De plus, former les professionel·les de santé pour qu’elles/ils soient en mesure de détecter les violences subis par les femmes et les enfants est fondamental. Dans cette idée, renforcer le déploiement de l’ordonnance de protection est crucial, afin de protéger les femmes victimes de violences sans qu’elles n’aient à porter plainte.

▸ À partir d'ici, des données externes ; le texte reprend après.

//! Metrics collection and exposition.
//!
//! # Metrics
//! - `proxy_requests_total` (counter): requests by method, status, upstream
//! - `proxy_request_duration_seconds` (histogram): upstream call latency
//! - `proxy_queue_wait_seconds` (histogram): time a work item waited for a worker
//! - `proxy_in_flight_requests` (gauge): inbound requests awaiting completion
//!
//! Recording is a no-op until an exporter is installed.

use metrics_exporter_prometheus::{BuildError, PrometheusBuilder};
use std::net::SocketAddr;
use std::time::Instant;

/// Install the Prometheus exporter with its own HTTP listener.
///
/// Must be called from within a Tokio runtime.
pub fn init_metrics(addr: SocketAddr) -> Result<(), BuildError> {
    PrometheusBuilder::new().with_http_listener(addr).install()?;
    tracing::info!(address = %addr, "Metrics exporter listening");
    Ok(())
}

/// Record one completed upstream request.
pub fn record_request(method: &str, status: u16, upstream: &str, start: Instant) {
    let labels = [
        ("method", method.to_string()),
        ("status", status.to_string()),
        ("upstream", upstream.to_string()),
    ];
    ::metrics::counter!("proxy_requests_total", &labels).increment(1);
    ::metrics::histogram!("proxy_request_duration_seconds", &labels)
        .record(start.elapsed().as_secs_f64());
}

/// Record how long a work item sat in the dispatch queue.
pub fn record_queue_wait(enqueued_at: Instant) {
    ::metrics::histogram!("proxy_queue_wait_seconds").record(enqueued_at.elapsed().as_secs_f64());
}

/// Tracks one inbound request awaiting completion for its lifetime.
pub struct InFlightGuard(());

impl InFlightGuard {
    pub fn new() -> Self {
        ::metrics::gauge!("proxy_in_flight_requests").increment(1.0);
        Self(())
    }
}

impl Default for InFlightGuard {
    fn default() -> Self {
        Self::new()
    }
}

impl Drop for InFlightGuard {
    fn drop(&mut self) {
        ::metrics::gauge!("proxy_in_flight_requests").decrement(1.0);
    }
}
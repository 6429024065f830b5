//! Response handling and transformation.
//!
//! # Responsibilities
//! - Copy upstream response headers for the client
//! - Remove headers that leak upstream details (Server, Via, X-Powered-By)
//! - Optionally remove Cache-Control
//! - Stamp the proxy's own Server header
//!
//! # Design Decisions
//! - Bodies are fully buffered before the response is built
//! - Hop-by-hop headers stripped automatically

use axum::body::{Body, Bytes};
use axum::http::header::{self, HeaderMap, HeaderName, HeaderValue};
use axum::http::StatusCode;
use axum::response::Response;

use crate::http::headers::is_hop_by_hop;

/// Value of the `server` header on every proxied response.
pub const PROXY_NAME: &str = "Dalal Proxy";

const X_POWERED_BY: HeaderName = HeaderName::from_static("x-powered-by");

/// Headers removed from upstream responses.
const STRIPPED: [HeaderName; 3] = [header::SERVER, header::VIA, X_POWERED_BY];

/// Which upstream response headers reach the client.
#[derive(Debug, Clone, Copy, Default)]
pub struct HeaderPolicy {
    /// Also remove `cache-control`.
    pub disable_cache: bool,
}

impl HeaderPolicy {
    pub fn new(disable_cache: bool) -> Self {
        Self { disable_cache }
    }

    fn keeps(&self, name: &HeaderName) -> bool {
        if is_hop_by_hop(name) || STRIPPED.contains(name) {
            return false;
        }
        !(self.disable_cache && name == header::CACHE_CONTROL)
    }

    /// Copy every permitted upstream header and add the proxy `server` header.
    pub fn rewrite(&self, upstream: &HeaderMap) -> HeaderMap {
        let mut headers = HeaderMap::with_capacity(upstream.len() + 1);
        for (name, value) in upstream {
            if self.keeps(name) {
                headers.append(name.clone(), value.clone());
            }
        }
        headers.insert(header::SERVER, HeaderValue::from_static(PROXY_NAME));
        headers
    }
}

/// Assemble the client response from a buffered upstream response.
pub fn buffered_response(status: StatusCode, headers: HeaderMap, body: Bytes) -> Response {
    let mut response = Response::new(Body::from(body));
    *response.status_mut() = status;
    *response.headers_mut() = headers;
    response
}
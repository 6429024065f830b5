//! Per-request completion signalling.
//!
//! Each inbound request gets a private one-shot pair: the [`Completer`]
//! travels with the work item to a worker, the [`Completion`] stays with the
//! inbound handler. Completing consumes the completer, so a request can be
//! marked done at most once and never reset.

use axum::response::Response;
use tokio::sync::oneshot;

use crate::dispatch::DispatchError;
use crate::http::request::RequestId;

/// Create a linked completer/completion pair for one request.
pub fn channel(request_id: RequestId) -> (Completer, Completion) {
    let (tx, rx) = oneshot::channel();
    (
        Completer { request_id, tx },
        Completion { request_id, rx },
    )
}

/// Worker side: delivers the finished response.
pub struct Completer {
    request_id: RequestId,
    tx: oneshot::Sender<Response>,
}

impl Completer {
    pub fn request_id(&self) -> RequestId {
        self.request_id
    }

    /// Mark the request done and hand over its response.
    ///
    /// Returns `false` when the caller has already gone away; the response is
    /// dropped in that case.
    pub fn complete(self, response: Response) -> bool {
        self.tx.send(response).is_ok()
    }

    /// Whether the waiting handler is still interested.
    pub fn is_abandoned(&self) -> bool {
        self.tx.is_closed()
    }
}

/// Handler side: resolves once the worker completes the request.
pub struct Completion {
    request_id: RequestId,
    rx: oneshot::Receiver<Response>,
}

impl Completion {
    pub fn request_id(&self) -> RequestId {
        self.request_id
    }

    /// Wait for the response. Fails only if the completer was dropped
    /// without completing, e.g. the queue was torn down with the item in it.
    pub async fn wait(self) -> Result<Response, DispatchError> {
        self.rx.await.map_err(|_| DispatchError::Abandoned(self.request_id))
    }
}
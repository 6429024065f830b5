//! HTTP server setup and the inbound proxy handler.
//!
//! # Responsibilities
//! - Create Axum Router with the catch-all proxy handler
//! - Wire up middleware (tracing, body limit)
//! - Own the worker pool for the lifetime of the server
//! - Hand each inbound request to the pool and wait for its completion

use axum::{
    body::Bytes,
    extract::{DefaultBodyLimit, State},
    http::{HeaderMap, Method, Uri},
    response::{IntoResponse, Response},
    routing::any,
    Router,
};
use std::num::NonZeroUsize;
use std::sync::Arc;
use thiserror::Error;
use tokio::net::TcpListener;
use tower::ServiceBuilder;
use tower_http::{limit::RequestBodyLimitLayer, trace::TraceLayer};

use crate::config::ProxyConfig;
use crate::dispatch::{
    completion, queue, DispatchReceiver, DispatchSender, ProxyRequest, UpstreamClient, WorkItem,
    WorkerPool,
};
use crate::lifecycle::shutdown::ShutdownListener;
use crate::load_balancer::HostSelector;
use crate::observability::metrics::InFlightGuard;

/// Error building the HTTP server.
#[derive(Debug, Error)]
pub enum ServerError {
    #[error("no upstream hosts configured")]
    NoHosts,

    #[error("failed to build upstream TLS config: {0}")]
    Tls(#[from] rustls::Error),
}

/// Application state injected into handlers.
#[derive(Clone)]
pub struct AppState {
    pub selector: Arc<HostSelector>,
    pub queue: DispatchSender,
}

/// HTTP server for the reverse proxy.
pub struct HttpServer {
    router: Router,
    config: ProxyConfig,
    receiver: DispatchReceiver,
    upstream: Arc<UpstreamClient>,
}

impl HttpServer {
    /// Create a new HTTP server from a validated configuration.
    pub fn new(config: ProxyConfig) -> Result<Self, ServerError> {
        let host_count =
            NonZeroUsize::new(config.upstream.hosts.len()).ok_or(ServerError::NoHosts)?;
        let upstream = Arc::new(UpstreamClient::new(&config.upstream)?);
        let (sender, receiver) = queue::unbounded();

        let state = AppState {
            selector: Arc::new(HostSelector::new(host_count)),
            queue: sender,
        };

        let router = Self::build_router(&config, state);
        Ok(Self {
            router,
            config,
            receiver,
            upstream,
        })
    }

    /// Build the Axum router with all middleware layers.
    fn build_router(config: &ProxyConfig, state: AppState) -> Router {
        Router::new()
            .route("/", any(proxy_handler))
            .route("/{*path}", any(proxy_handler))
            .with_state(state)
            .layer(DefaultBodyLimit::disable())
            .layer(
                ServiceBuilder::new()
                    .layer(TraceLayer::new_for_http())
                    .layer(RequestBodyLimitLayer::new(config.listener.max_body_bytes)),
            )
    }

    /// Run the server on `listener` until `shutdown` fires.
    ///
    /// After the HTTP side has drained, the dispatch queue closes and the
    /// workers finish whatever is left before this returns.
    pub async fn run(
        self,
        listener: TcpListener,
        shutdown: ShutdownListener,
    ) -> Result<(), std::io::Error> {
        let addr = listener.local_addr()?;
        let pool = WorkerPool::spawn(self.config.workers, self.receiver, self.upstream);

        tracing::info!(
            address = %addr,
            workers = pool.size(),
            hosts = ?self.config.upstream.hosts,
            scheme = %self.config.upstream.scheme,
            "HTTP server starting"
        );

        // the router owns the only queue sender; dropping it closes the queue
        axum::serve(listener, self.router)
            .with_graceful_shutdown(async move {
                shutdown.signalled().await;
                tracing::info!("Shutdown signal received");
            })
            .await?;

        tracing::info!("HTTP server stopped, draining workers");
        pool.join().await;
        Ok(())
    }
}

/// Inbound handler: assign a host, enqueue, wait for a worker to complete.
///
/// The body is buffered by the extractor; oversized bodies are rejected with
/// 413 by the body limit layer before a host is assigned.
async fn proxy_handler(
    State(state): State<AppState>,
    method: Method,
    uri: Uri,
    headers: HeaderMap,
    body: Bytes,
) -> Response {
    let _in_flight = InFlightGuard::new();
    let assignment = state.selector.assign();
    let request_id = assignment.request_id;

    tracing::debug!(
        request_id = %request_id,
        host_index = assignment.host_index,
        method = %method,
        path = %uri.path(),
        "Dispatching request"
    );

    let (completer, completion) = completion::channel(request_id);
    let request = ProxyRequest {
        method,
        uri,
        headers,
        body,
    };

    if let Err(e) = state.queue.enqueue(WorkItem::new(request, assignment, completer)) {
        tracing::warn!(request_id = %request_id, error = %e, "Dispatch queue rejected request");
        return e.into_response();
    }

    match completion.wait().await {
        Ok(response) => response,
        Err(e) => {
            tracing::error!(request_id = %request_id, error = %e, "Request was not completed");
            e.into_response()
        }
    }
}
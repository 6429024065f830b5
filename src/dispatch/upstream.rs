//! Upstream HTTP calls.
//!
//! # Responsibilities
//! - Resolve a host index against the fixed host list
//! - Send the buffered request with a bounded timeout
//! - Buffer the whole upstream body and rewrite response headers
//! - Map failures to the proxy's synthesized 500 responses
//!
//! # Design Decisions
//! - One shared client for all workers (it pools connections internally)
//! - The target is built as an `http::Uri` from the raw inbound path-and-query
//! - Redirects are returned to the caller, never followed
//! - No retries and no fallback host

use axum::body::{Body, Bytes};
use axum::http::{HeaderMap, Request, StatusCode};
use axum::response::{IntoResponse, Response};
use hyper_rustls::{HttpsConnector, HttpsConnectorBuilder};
use hyper_util::client::legacy::{connect::HttpConnector, Client};
use hyper_util::rt::TokioExecutor;
use std::sync::Arc;
use std::time::Duration;
use thiserror::Error;
use tokio::time::{timeout_at, Instant};

use crate::config::{UpstreamConfig, UpstreamScheme};
use crate::dispatch::work_item::ProxyRequest;
use crate::http::request::{forwarded_headers, upstream_uri, RequestId};
use crate::http::response::{buffered_response, HeaderPolicy};

/// Body sent when the upstream could not be reached.
pub const PROXY_ERROR_BODY: &str = "error while proxy";
/// Body sent when the upstream response body could not be read.
pub const READ_ERROR_BODY: &str = "error while reading response from proxy";

type HttpClient = Client<HttpsConnector<HttpConnector>, Body>;

/// Failure of a single upstream call. Terminal for that request only.
#[derive(Debug, Error)]
pub enum ProxyError {
    #[error("upstream request failed: {0}")]
    Transport(#[source] hyper_util::client::legacy::Error),

    #[error("upstream did not respond within {0:?}")]
    Timeout(Duration),

    #[error("failed to read upstream response body: {0}")]
    BodyRead(#[source] axum::Error),

    #[error("upstream body not received within {0:?}")]
    BodyTimeout(Duration),

    #[error("invalid upstream request: {0}")]
    InvalidRequest(#[from] axum::http::Error),

    #[error("no upstream host at index {0}")]
    UnknownHost(usize),
}

impl ProxyError {
    /// Plain-text body returned to the caller.
    pub fn client_message(&self) -> &'static str {
        match self {
            ProxyError::BodyRead(_) | ProxyError::BodyTimeout(_) => READ_ERROR_BODY,
            _ => PROXY_ERROR_BODY,
        }
    }
}

impl IntoResponse for ProxyError {
    fn into_response(self) -> Response {
        (StatusCode::INTERNAL_SERVER_ERROR, self.client_message()).into_response()
    }
}

/// Fully buffered upstream response with rewritten headers.
#[derive(Debug)]
pub struct UpstreamResponse {
    pub status: StatusCode,
    pub headers: HeaderMap,
    pub body: Bytes,
}

impl IntoResponse for UpstreamResponse {
    fn into_response(self) -> Response {
        buffered_response(self.status, self.headers, self.body)
    }
}

/// Client for the fixed set of upstream hosts.
pub struct UpstreamClient {
    client: HttpClient,
    scheme: UpstreamScheme,
    hosts: Arc<[String]>,
    timeout: Duration,
    header_policy: HeaderPolicy,
}

impl UpstreamClient {
    pub fn new(config: &UpstreamConfig) -> Result<Self, rustls::Error> {
        let timeout = Duration::from_secs(config.timeout_secs);

        let mut http = HttpConnector::new();
        http.enforce_http(false);
        http.set_connect_timeout(Some(timeout));

        let https = HttpsConnectorBuilder::new()
            .with_provider_and_webpki_roots(rustls::crypto::ring::default_provider())?
            .https_or_http()
            .enable_http1()
            .wrap_connector(http);

        Ok(Self {
            client: Client::builder(TokioExecutor::new()).build(https),
            scheme: config.scheme,
            hosts: config.hosts.iter().cloned().collect(),
            timeout,
            header_policy: HeaderPolicy::new(config.disable_cache),
        })
    }

    pub fn host(&self, index: usize) -> Option<&str> {
        self.hosts.get(index).map(String::as_str)
    }

    /// Forward `request` to the host at `host_index` and buffer the answer.
    ///
    /// The timeout covers the whole exchange, body included.
    pub async fn forward(
        &self,
        request: &ProxyRequest,
        request_id: RequestId,
        host_index: usize,
    ) -> Result<UpstreamResponse, ProxyError> {
        let host = self.host(host_index).ok_or(ProxyError::UnknownHost(host_index))?;
        let deadline = Instant::now() + self.timeout;

        let mut builder = Request::builder()
            .method(request.method.clone())
            .uri(upstream_uri(self.scheme, host, &request.uri)?);
        if let Some(headers) = builder.headers_mut() {
            *headers = forwarded_headers(&request.headers, request_id);
        }
        let body = if request.body.is_empty() {
            Body::empty()
        } else {
            Body::from(request.body.clone())
        };
        let outbound = builder.body(body)?;

        let upstream = timeout_at(deadline, self.client.request(outbound))
            .await
            .map_err(|_| ProxyError::Timeout(self.timeout))?
            .map_err(ProxyError::Transport)?;

        let (parts, incoming): (_, hyper::body::Incoming) = upstream.into_parts();
        let headers = self.header_policy.rewrite(&parts.headers);
        let body = timeout_at(deadline, axum::body::to_bytes(Body::new(incoming), usize::MAX))
            .await
            .map_err(|_| ProxyError::BodyTimeout(self.timeout))?
            .map_err(ProxyError::BodyRead)?;

        Ok(UpstreamResponse {
            status: parts.status,
            headers,
            body,
        })
    }
}

#[cfg(test)]
mod tests {
    use super::*;
    use axum::http::{Method, Uri};

    fn client(hosts: &[&str]) -> UpstreamClient {
        let config = UpstreamConfig {
            hosts: hosts.iter().map(|h| h.to_string()).collect(),
            scheme: UpstreamScheme::Http,
            ..UpstreamConfig::default()
        };
        UpstreamClient::new(&config).unwrap()
    }

    #[tokio::test]
    async fn test_host_lookup() {
        let upstream = client(&["a.com", "b.com"]);
        assert_eq!(upstream.host(0), Some("a.com"));
        assert_eq!(upstream.host(1), Some("b.com"));
        assert_eq!(upstream.host(2), None);
    }

    #[tokio::test]
    async fn test_unknown_host_index() {
        let upstream = client(&["a.com"]);
        let request = ProxyRequest {
            method: Method::GET,
            uri: Uri::from_static("/"),
            headers: HeaderMap::new(),
            body: Bytes::new(),
        };
        let err = upstream.forward(&request, RequestId::new(), 5).await.unwrap_err();
        assert!(matches!(err, ProxyError::UnknownHost(5)));
        assert_eq!(err.client_message(), PROXY_ERROR_BODY);
        assert_eq!(err.into_response().status(), StatusCode::INTERNAL_SERVER_ERROR);
    }

    #[test]
    fn test_body_failures_use_read_error_body() {
        let err = ProxyError::BodyTimeout(Duration::from_secs(1));
        assert_eq!(err.client_message(), READ_ERROR_BODY);
        let err = ProxyError::Timeout(Duration::from_secs(1));
        assert_eq!(err.client_message(), PROXY_ERROR_BODY);
    }
}
//! Request dispatch subsystem.
//!
//! # Data Flow
//! ```text
//! Inbound handler
//!     → completion.rs (private one-shot pair per request)
//!     → work_item.rs (buffered request + host index + completer)
//!     → queue.rs (unbounded MPMC handoff)
//!     → worker.rs (fixed pool of N tasks)
//!     → upstream.rs (HTTP call, header rewrite)
//!     → completer fires, inbound handler returns the response
//! ```
//!
//! # Design Decisions
//! - Inbound tasks never call upstream; only workers do, bounding
//!   concurrent upstream work to the pool size
//! - Completion is signalled per request; there is no shared registry
//! - Every work item resolves: a response is delivered, or its completer is
//!   dropped and the waiting handler answers 500

pub mod completion;
pub mod queue;
pub mod upstream;
pub mod work_item;
pub mod worker;

use axum::http::StatusCode;
use axum::response::{IntoResponse, Response};
use thiserror::Error;

use crate::http::request::RequestId;

pub use completion::{Completer, Completion};
pub use queue::{DispatchReceiver, DispatchSender};
pub use upstream::{ProxyError, UpstreamClient, UpstreamResponse};
pub use work_item::{ProxyRequest, WorkItem};
pub use worker::WorkerPool;

/// Failure to get a request through the dispatch pipeline.
#[derive(Debug, Error)]
pub enum DispatchError {
    #[error("dispatch queue closed, request {0} rejected")]
    QueueClosed(RequestId),

    #[error("request {0} dropped before completion")]
    Abandoned(RequestId),
}

impl IntoResponse for DispatchError {
    fn into_response(self) -> Response {
        match self {
            DispatchError::QueueClosed(_) => {
                (StatusCode::SERVICE_UNAVAILABLE, "proxy is shutting down").into_response()
            }
            DispatchError::Abandoned(_) => {
                (StatusCode::INTERNAL_SERVER_ERROR, upstream::PROXY_ERROR_BODY).into_response()
            }
        }
    }
}
//! Configuration schema definitions.
//!
//! This module defines the complete configuration structure for the proxy.
//! All types derive Serde traits for deserialization from config files.

use serde::{Deserialize, Serialize};
use std::fmt;
use std::net::{IpAddr, Ipv4Addr, SocketAddr};
use std::str::FromStr;

use crate::config::validation::ValidationError;

/// Root configuration for the reverse proxy.
#[derive(Debug, Clone, Deserialize, Serialize)]
#[serde(default)]
pub struct ProxyConfig {
    /// Number of worker tasks performing upstream calls.
    pub workers: usize,

    /// Listener configuration (bind address, port, body limit).
    pub listener: ListenerConfig,

    /// Upstream hosts and how to reach them.
    pub upstream: UpstreamConfig,

    /// Observability settings.
    pub observability: ObservabilityConfig,
}

impl Default for ProxyConfig {
    fn default() -> Self {
        Self {
            workers: 1,
            listener: ListenerConfig::default(),
            upstream: UpstreamConfig::default(),
            observability: ObservabilityConfig::default(),
        }
    }
}

/// Listener configuration.
#[derive(Debug, Clone, Deserialize, Serialize)]
#[serde(default)]
pub struct ListenerConfig {
    /// Address to bind on.
    pub bind_ip: IpAddr,

    /// Port to listen on.
    pub port: u16,

    /// Maximum inbound request body size in bytes.
    pub max_body_bytes: usize,
}

impl ListenerConfig {
    pub fn socket_addr(&self) -> SocketAddr {
        SocketAddr::new(self.bind_ip, self.port)
    }
}

impl Default for ListenerConfig {
    fn default() -> Self {
        Self {
            bind_ip: IpAddr::V4(Ipv4Addr::UNSPECIFIED),
            port: 65535,
            max_body_bytes: 2 * 1024 * 1024, // 2MB
        }
    }
}

/// Upstream configuration.
#[derive(Debug, Clone, Deserialize, Serialize)]
#[serde(default)]
pub struct UpstreamConfig {
    /// Ordered upstream hosts, each `name` or `name:port`.
    pub hosts: Vec<String>,

    /// Scheme used for upstream requests.
    pub scheme: UpstreamScheme,

    /// Remove `cache-control` from proxied responses.
    pub disable_cache: bool,

    /// Total upstream request timeout in seconds.
    pub timeout_secs: u64,
}

impl Default for UpstreamConfig {
    fn default() -> Self {
        Self {
            hosts: Vec::new(),
            scheme: UpstreamScheme::Https,
            disable_cache: false,
            timeout_secs: 10,
        }
    }
}

/// Upstream protocol scheme.
#[derive(Debug, Clone, Copy, PartialEq, Eq, Default, Deserialize, Serialize)]
#[serde(rename_all = "lowercase")]
pub enum UpstreamScheme {
    Http,
    #[default]
    Https,
}

impl UpstreamScheme {
    pub fn as_str(&self) -> &'static str {
        match self {
            UpstreamScheme::Http => "http",
            UpstreamScheme::Https => "https",
        }
    }
}

impl fmt::Display for UpstreamScheme {
    fn fmt(&self, f: &mut fmt::Formatter<'_>) -> fmt::Result {
        f.write_str(self.as_str())
    }
}

impl FromStr for UpstreamScheme {
    type Err = ValidationError;

    fn from_str(s: &str) -> Result<Self, Self::Err> {
        match s {
            "http" => Ok(UpstreamScheme::Http),
            "https" => Ok(UpstreamScheme::Https),
            other => Err(ValidationError::InvalidScheme(other.to_string())),
        }
    }
}

/// Observability configuration.
#[derive(Debug, Clone, Deserialize, Serialize)]
#[serde(default)]
pub struct ObservabilityConfig {
    /// Log level (trace, debug, info, warn, error).
    pub log_level: String,

    /// Emit JSON log lines instead of the human-readable format.
    pub log_json: bool,

    /// Prometheus exporter bind address; metrics are disabled when unset.
    pub metrics_address: Option<SocketAddr>,
}

impl Default for ObservabilityConfig {
    fn default() -> Self {
        Self {
            log_level: "info".to_string(),
            log_json: false,
            metrics_address: None,
        }
    }
}
//! Configuration management subsystem.
//!
//! # Data Flow
//! ```text
//! command line (clap)
//!     → cli.rs (parse flags)
//!     → loader.rs (optional TOML file, flags override it)
//!     → validation.rs (semantic checks, all errors collected)
//!     → ProxyConfig (validated, immutable)
//!     → handed to HttpServer and the worker pool at startup
//! ```
//!
//! # Design Decisions
//! - Config is immutable once loaded; there is no reload
//! - All fields have defaults to allow minimal configs
//! - Validation separates syntactic (serde/clap) from semantic checks

pub mod cli;
pub mod loader;
pub mod schema;
pub mod validation;

pub use cli::Cli;
pub use loader::ConfigError;
pub use schema::ListenerConfig;
pub use schema::ObservabilityConfig;
pub use schema::ProxyConfig;
pub use schema::UpstreamConfig;
pub use schema::UpstreamScheme;
pub use validation::{validate_config, ValidationError};
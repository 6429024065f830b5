//! Shutdown coordination for the proxy.

use tokio::sync::broadcast;

/// Coordinator for graceful shutdown.
///
/// Cheap to clone; every clone triggers the same signal. Listeners are also
/// released when the last coordinator is dropped.
#[derive(Debug, Clone)]
pub struct Shutdown {
    tx: broadcast::Sender<()>,
}

impl Shutdown {
    pub fn new() -> Self {
        let (tx, _) = broadcast::channel(1);
        Self { tx }
    }

    /// Create a listener for the shutdown signal.
    pub fn listener(&self) -> ShutdownListener {
        ShutdownListener {
            rx: self.tx.subscribe(),
        }
    }

    /// Trigger the shutdown signal.
    pub fn trigger(&self) {
        let _ = self.tx.send(());
    }

    /// Number of listeners still waiting.
    pub fn listener_count(&self) -> usize {
        self.tx.receiver_count()
    }
}

impl Default for Shutdown {
    fn default() -> Self {
        Self::new()
    }
}

/// Receiving side of [`Shutdown`].
#[derive(Debug)]
pub struct ShutdownListener {
    rx: broadcast::Receiver<()>,
}

impl ShutdownListener {
    /// Resolve once shutdown is triggered or every coordinator is gone.
    pub async fn signalled(mut self) {
        let _ = self.rx.recv().await;
    }
}
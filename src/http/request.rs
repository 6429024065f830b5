//! Request handling and transformation.
//!
//! # Responsibilities
//! - Generate unique request ID (UUID v4)
//! - Build the upstream URI for a chosen host
//! - Prepare request headers for forwarding to the upstream
//!
//! # Design Decisions
//! - Request ID assigned together with the upstream host, before enqueueing
//! - Method, path, query and body are forwarded unchanged; the raw
//!   path-and-query is reused as-is, never normalized or re-encoded

use axum::http::header::{self, HeaderMap, HeaderName, HeaderValue};
use axum::http::uri::PathAndQuery;
use axum::http::Uri;
use std::fmt;
use uuid::Uuid;

use crate::config::UpstreamScheme;
use crate::http::headers::is_hop_by_hop;

/// Header carrying the request id to the upstream.
pub const X_REQUEST_ID: HeaderName = HeaderName::from_static("x-request-id");

/// Unique id correlating an inbound request with its work item and logs.
#[derive(Debug, Clone, Copy, PartialEq, Eq, Hash)]
pub struct RequestId(Uuid);

impl RequestId {
    pub fn new() -> Self {
        Self(Uuid::new_v4())
    }
}

impl Default for RequestId {
    fn default() -> Self {
        Self::new()
    }
}

impl fmt::Display for RequestId {
    fn fmt(&self, f: &mut fmt::Formatter<'_>) -> fmt::Result {
        self.0.fmt(f)
    }
}

/// Build `scheme://host` followed by the inbound path and query, byte for byte.
pub fn upstream_uri(
    scheme: UpstreamScheme,
    host: &str,
    inbound: &Uri,
) -> Result<Uri, axum::http::Error> {
    let path_and_query = inbound
        .path_and_query()
        .map(PathAndQuery::as_str)
        .unwrap_or("/");

    Uri::builder()
        .scheme(scheme.as_str())
        .authority(host)
        .path_and_query(path_and_query)
        .build()
}

/// Copy end-to-end request headers for the upstream call.
///
/// `host` is dropped because it names the proxy, `content-length` because the
/// client recomputes it from the buffered body.
pub fn forwarded_headers(inbound: &HeaderMap, request_id: RequestId) -> HeaderMap {
    let mut headers = HeaderMap::with_capacity(inbound.len() + 1);
    for (name, value) in inbound {
        if is_hop_by_hop(name) || name == header::HOST || name == header::CONTENT_LENGTH {
            continue;
        }
        headers.append(name.clone(), value.clone());
    }
    if let Ok(value) = HeaderValue::from_str(&request_id.to_string()) {
        headers.insert(X_REQUEST_ID, value);
    }
    headers
}
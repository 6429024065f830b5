//! Dalal Proxy: round-robin HTTP reverse proxy with a fixed worker pool.

pub mod config;
pub mod dispatch;
pub mod http;
pub mod lifecycle;
pub mod load_balancer;
pub mod observability;

pub use config::schema::ProxyConfig;
pub use http::HttpServer;
pub use lifecycle::Shutdown;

Repenser les institutions pour lutter efficacement contre les violences sexistes et sexuelles : un grand pas vers l’égalité de genre
Caroline De Haas considère que les institutions sont structurellement défaillantes et qu’en l’état, elles ne sont pas en mesure de traiter l’ensemble des violences. Ainsi, il faut penser un système qui en soit capable. Aborder différemment la pénalisation pourrait être une autre étape pour améliorer la prise en charge des violences par les institutions.
Aujourd’hui, le budget national en faveur de l’égalité entre les femmes et les hommes et contre les VSS n’est pas suffisant pour être efficace et apporter des résultats concrets. S’inspirer de l’Espagne en matière de législation féministe pourrait être un premier pas pour faire diminuer les violences voire les faire disparaître à long terme.
Ce plaidoyer est toutefois l’occasion de rappeler que certains outils et ressources existent déjà en matière de lutte contre les VSS. Caroline De Haas évoque notamment des numéros d’écoute à destination des victimes de violences comme le 39 19, qui est le numéro national de référence d’écoute téléphonique et d’orientation à destination des femmes victimes de violences, aujourd’hui accessible 24h/24 et 7j/7 et le 0 800 05 95 qui est une permanence téléphonique qui propose une écoute, un soutien et une solidarité aux personnes qui ont subi des violences sexuelle. Cette permanence est disponible du lundi au vendredi de 10h à 19h.
Emilie Gain 50-50 Magazine
1 Caroline De Haas est fondatrice de l’association Osez le féminisme ! créé en 2009, puis du collectif NousToutes en 2018. Depuis 2013, elle est co-directrice du groupe Egae, un organisme de conseils aux entreprises et aux professionnel·les en matière d’égalité femmes/hommes.